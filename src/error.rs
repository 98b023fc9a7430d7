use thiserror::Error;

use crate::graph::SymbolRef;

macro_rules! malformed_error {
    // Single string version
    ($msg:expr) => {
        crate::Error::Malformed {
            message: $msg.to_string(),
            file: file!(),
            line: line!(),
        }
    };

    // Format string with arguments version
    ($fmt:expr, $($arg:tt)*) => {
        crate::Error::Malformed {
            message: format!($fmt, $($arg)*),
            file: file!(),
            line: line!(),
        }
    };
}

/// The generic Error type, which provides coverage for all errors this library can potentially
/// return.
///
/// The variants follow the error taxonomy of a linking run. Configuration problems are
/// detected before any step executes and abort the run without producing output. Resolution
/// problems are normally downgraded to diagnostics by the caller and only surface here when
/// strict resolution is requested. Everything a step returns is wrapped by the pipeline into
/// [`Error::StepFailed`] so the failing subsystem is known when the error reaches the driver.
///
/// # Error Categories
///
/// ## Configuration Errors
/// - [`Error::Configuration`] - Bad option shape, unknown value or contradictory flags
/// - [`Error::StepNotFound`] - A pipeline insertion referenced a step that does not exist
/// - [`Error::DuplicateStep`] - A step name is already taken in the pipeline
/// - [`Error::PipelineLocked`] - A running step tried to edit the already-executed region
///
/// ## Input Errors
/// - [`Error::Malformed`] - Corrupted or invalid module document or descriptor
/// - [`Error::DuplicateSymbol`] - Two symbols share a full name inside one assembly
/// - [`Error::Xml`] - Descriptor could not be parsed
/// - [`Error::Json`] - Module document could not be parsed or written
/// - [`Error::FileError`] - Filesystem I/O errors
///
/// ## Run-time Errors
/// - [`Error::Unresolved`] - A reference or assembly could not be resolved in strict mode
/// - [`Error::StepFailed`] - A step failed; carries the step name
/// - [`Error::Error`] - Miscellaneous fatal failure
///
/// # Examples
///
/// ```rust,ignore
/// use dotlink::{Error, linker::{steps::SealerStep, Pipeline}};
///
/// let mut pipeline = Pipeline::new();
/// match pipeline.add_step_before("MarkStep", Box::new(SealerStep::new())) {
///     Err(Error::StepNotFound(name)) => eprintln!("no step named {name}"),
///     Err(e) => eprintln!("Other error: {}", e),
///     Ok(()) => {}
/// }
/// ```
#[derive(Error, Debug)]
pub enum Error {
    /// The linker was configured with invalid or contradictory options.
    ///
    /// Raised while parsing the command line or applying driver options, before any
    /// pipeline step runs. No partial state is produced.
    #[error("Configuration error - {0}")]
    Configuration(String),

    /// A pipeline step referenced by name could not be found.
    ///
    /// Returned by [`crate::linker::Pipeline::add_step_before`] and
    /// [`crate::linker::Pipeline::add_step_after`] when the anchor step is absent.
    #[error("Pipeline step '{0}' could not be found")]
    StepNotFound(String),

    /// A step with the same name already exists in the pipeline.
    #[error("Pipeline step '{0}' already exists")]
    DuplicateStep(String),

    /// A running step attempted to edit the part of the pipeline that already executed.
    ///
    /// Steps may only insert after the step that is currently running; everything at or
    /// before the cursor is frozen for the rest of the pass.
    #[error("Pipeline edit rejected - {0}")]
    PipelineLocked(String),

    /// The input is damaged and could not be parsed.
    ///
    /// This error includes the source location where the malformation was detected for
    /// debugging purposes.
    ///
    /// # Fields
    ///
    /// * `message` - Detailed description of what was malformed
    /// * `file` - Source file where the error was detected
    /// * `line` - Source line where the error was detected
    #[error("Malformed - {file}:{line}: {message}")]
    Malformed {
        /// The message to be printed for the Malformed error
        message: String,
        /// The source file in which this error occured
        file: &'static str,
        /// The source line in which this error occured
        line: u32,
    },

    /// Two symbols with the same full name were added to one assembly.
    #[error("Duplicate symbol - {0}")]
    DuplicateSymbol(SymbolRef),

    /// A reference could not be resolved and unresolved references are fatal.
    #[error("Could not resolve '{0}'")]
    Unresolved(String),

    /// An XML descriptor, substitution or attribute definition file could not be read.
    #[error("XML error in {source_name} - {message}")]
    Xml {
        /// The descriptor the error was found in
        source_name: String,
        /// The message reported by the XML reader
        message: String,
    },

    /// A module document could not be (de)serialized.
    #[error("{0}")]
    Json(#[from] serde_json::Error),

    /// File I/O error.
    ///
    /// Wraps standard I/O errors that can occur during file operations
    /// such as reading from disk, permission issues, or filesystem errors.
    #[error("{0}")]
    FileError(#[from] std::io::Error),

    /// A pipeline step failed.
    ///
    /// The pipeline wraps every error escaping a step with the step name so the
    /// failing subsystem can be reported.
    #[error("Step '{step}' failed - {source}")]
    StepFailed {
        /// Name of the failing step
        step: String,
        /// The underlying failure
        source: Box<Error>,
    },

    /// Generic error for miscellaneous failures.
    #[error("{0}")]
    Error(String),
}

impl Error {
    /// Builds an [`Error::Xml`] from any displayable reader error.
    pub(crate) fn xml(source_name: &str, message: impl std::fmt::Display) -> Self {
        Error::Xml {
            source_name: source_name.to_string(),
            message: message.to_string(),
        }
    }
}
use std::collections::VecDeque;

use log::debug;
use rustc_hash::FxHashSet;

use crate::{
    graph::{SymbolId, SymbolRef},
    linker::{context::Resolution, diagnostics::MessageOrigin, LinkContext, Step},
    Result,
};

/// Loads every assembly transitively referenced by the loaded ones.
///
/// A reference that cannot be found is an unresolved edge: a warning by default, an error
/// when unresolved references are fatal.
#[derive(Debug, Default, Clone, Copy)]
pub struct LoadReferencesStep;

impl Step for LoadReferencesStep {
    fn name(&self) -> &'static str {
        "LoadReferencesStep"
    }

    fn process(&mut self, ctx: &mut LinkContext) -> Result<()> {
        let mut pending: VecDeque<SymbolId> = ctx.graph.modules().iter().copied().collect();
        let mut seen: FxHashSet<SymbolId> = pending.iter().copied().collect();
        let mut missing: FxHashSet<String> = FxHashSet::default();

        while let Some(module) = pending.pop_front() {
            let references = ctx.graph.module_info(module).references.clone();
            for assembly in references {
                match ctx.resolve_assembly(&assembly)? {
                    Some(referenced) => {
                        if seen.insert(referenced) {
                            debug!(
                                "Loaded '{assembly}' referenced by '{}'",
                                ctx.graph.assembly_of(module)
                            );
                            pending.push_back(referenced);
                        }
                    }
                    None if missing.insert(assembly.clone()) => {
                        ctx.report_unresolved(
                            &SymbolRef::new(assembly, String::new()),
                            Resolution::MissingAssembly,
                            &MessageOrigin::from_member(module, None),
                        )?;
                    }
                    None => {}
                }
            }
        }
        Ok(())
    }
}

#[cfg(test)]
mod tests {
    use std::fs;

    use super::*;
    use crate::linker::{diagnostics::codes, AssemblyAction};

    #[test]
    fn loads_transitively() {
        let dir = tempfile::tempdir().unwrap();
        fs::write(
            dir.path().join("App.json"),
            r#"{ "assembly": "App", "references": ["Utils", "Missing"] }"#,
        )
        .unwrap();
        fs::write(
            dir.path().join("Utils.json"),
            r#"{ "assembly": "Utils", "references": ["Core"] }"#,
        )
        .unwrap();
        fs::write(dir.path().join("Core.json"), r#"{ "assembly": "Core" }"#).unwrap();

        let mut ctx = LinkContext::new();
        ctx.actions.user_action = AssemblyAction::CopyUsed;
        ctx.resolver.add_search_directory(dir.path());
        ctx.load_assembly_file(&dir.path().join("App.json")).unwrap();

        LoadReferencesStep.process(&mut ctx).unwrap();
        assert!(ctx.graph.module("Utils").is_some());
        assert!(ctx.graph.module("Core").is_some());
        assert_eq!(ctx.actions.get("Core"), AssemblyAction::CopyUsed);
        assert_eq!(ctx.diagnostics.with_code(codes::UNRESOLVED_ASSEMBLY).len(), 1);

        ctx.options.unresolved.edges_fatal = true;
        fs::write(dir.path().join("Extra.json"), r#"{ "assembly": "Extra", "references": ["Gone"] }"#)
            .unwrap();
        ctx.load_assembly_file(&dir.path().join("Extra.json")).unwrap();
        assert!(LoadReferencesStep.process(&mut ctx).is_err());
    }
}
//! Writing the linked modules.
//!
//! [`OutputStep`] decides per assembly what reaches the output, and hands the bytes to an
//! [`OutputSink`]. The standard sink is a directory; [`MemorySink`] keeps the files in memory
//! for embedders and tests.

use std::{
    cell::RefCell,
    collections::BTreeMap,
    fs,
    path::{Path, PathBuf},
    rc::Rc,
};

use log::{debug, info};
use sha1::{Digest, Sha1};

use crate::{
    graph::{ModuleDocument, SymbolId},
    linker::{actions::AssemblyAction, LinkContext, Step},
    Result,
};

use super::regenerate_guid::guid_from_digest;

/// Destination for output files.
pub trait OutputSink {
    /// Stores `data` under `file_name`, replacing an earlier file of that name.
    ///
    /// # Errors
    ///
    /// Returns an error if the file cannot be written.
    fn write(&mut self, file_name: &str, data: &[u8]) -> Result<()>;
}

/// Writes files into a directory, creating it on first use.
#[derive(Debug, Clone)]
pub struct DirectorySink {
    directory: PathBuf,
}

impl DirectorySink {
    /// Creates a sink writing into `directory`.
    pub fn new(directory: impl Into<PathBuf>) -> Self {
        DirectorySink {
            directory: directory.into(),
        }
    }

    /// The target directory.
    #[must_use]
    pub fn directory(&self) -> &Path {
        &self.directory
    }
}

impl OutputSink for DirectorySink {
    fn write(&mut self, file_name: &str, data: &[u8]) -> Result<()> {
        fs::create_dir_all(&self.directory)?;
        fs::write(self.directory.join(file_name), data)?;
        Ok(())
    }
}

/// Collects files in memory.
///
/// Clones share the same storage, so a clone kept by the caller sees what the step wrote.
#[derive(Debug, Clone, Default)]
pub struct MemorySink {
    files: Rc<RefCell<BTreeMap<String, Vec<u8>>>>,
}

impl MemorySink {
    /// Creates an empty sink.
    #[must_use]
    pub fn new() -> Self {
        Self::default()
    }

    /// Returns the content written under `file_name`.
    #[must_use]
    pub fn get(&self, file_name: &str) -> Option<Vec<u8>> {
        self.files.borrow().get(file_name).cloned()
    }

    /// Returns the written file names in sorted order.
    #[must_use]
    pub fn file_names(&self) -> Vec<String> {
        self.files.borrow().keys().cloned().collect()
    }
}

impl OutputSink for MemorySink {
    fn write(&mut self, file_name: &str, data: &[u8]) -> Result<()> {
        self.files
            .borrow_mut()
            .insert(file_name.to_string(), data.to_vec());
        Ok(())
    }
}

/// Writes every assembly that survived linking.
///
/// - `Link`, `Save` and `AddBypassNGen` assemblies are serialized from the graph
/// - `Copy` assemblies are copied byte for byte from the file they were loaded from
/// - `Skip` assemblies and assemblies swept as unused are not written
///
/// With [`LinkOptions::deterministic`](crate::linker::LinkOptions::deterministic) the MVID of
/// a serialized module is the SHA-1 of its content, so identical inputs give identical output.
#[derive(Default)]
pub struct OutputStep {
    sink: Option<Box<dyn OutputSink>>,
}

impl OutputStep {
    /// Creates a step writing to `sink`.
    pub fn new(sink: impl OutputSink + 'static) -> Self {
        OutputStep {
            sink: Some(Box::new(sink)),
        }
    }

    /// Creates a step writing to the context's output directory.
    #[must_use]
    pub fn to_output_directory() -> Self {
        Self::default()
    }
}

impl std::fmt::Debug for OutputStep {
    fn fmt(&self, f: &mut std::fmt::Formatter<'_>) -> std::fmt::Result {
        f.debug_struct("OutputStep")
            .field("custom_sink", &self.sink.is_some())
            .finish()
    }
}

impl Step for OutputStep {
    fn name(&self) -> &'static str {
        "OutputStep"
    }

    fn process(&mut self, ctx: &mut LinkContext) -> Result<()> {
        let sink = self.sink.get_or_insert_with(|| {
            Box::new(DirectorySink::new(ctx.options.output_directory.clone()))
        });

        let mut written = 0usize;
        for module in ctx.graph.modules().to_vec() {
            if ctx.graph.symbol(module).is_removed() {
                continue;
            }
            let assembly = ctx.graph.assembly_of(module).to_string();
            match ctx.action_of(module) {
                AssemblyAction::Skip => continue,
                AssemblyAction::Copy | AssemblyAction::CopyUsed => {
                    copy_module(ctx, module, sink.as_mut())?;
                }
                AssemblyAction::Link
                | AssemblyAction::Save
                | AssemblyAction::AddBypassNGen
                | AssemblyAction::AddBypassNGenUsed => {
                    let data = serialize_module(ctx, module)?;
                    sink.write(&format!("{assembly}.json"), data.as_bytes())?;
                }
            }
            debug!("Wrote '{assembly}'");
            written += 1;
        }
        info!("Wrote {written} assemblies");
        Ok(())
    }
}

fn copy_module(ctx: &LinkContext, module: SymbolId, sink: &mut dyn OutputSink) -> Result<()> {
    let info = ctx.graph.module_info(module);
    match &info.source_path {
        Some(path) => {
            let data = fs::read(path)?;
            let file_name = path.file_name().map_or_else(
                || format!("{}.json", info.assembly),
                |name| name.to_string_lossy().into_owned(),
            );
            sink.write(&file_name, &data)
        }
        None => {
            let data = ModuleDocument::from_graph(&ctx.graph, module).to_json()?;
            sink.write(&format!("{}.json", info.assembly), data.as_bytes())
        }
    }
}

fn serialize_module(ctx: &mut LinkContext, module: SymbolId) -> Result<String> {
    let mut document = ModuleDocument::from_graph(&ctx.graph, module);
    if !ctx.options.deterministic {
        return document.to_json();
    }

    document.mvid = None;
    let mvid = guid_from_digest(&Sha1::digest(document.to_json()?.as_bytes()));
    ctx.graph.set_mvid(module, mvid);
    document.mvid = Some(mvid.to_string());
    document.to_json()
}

= = = =

WHAT IS NEEDED —
Output, unchanged, the lines of the listing above from the first one through the one holding "the pipeline into". Leave out every line after it.

ANSWER —
filename src/error.rs
repository 98b023fc9a7430d7
use thiserror::Error;

use crate::graph::SymbolRef;

macro_rules! malformed_error {
    // Single string version
    ($msg:expr) => {
        crate::Error::Malformed {
            message: $msg.to_string(),
            file: file!(),
            line: line!(),
        }
    };

    // Format string with arguments version
    ($fmt:expr, $($arg:tt)*) => {
        crate::Error::Malformed {
            message: format!($fmt, $($arg)*),
            file: file!(),
            line: line!(),
        }
    };
}

/// The generic Error type, which provides coverage for all errors this library can potentially
/// return.
///
/// The variants follow the error taxonomy of a linking run. Configuration problems are
/// detected before any step executes and abort the run without producing output. Resolution
/// problems are normally downgraded to diagnostics by the caller and only surface here when
/// strict resolution is requested. Everything a step returns is wrapped by the pipeline into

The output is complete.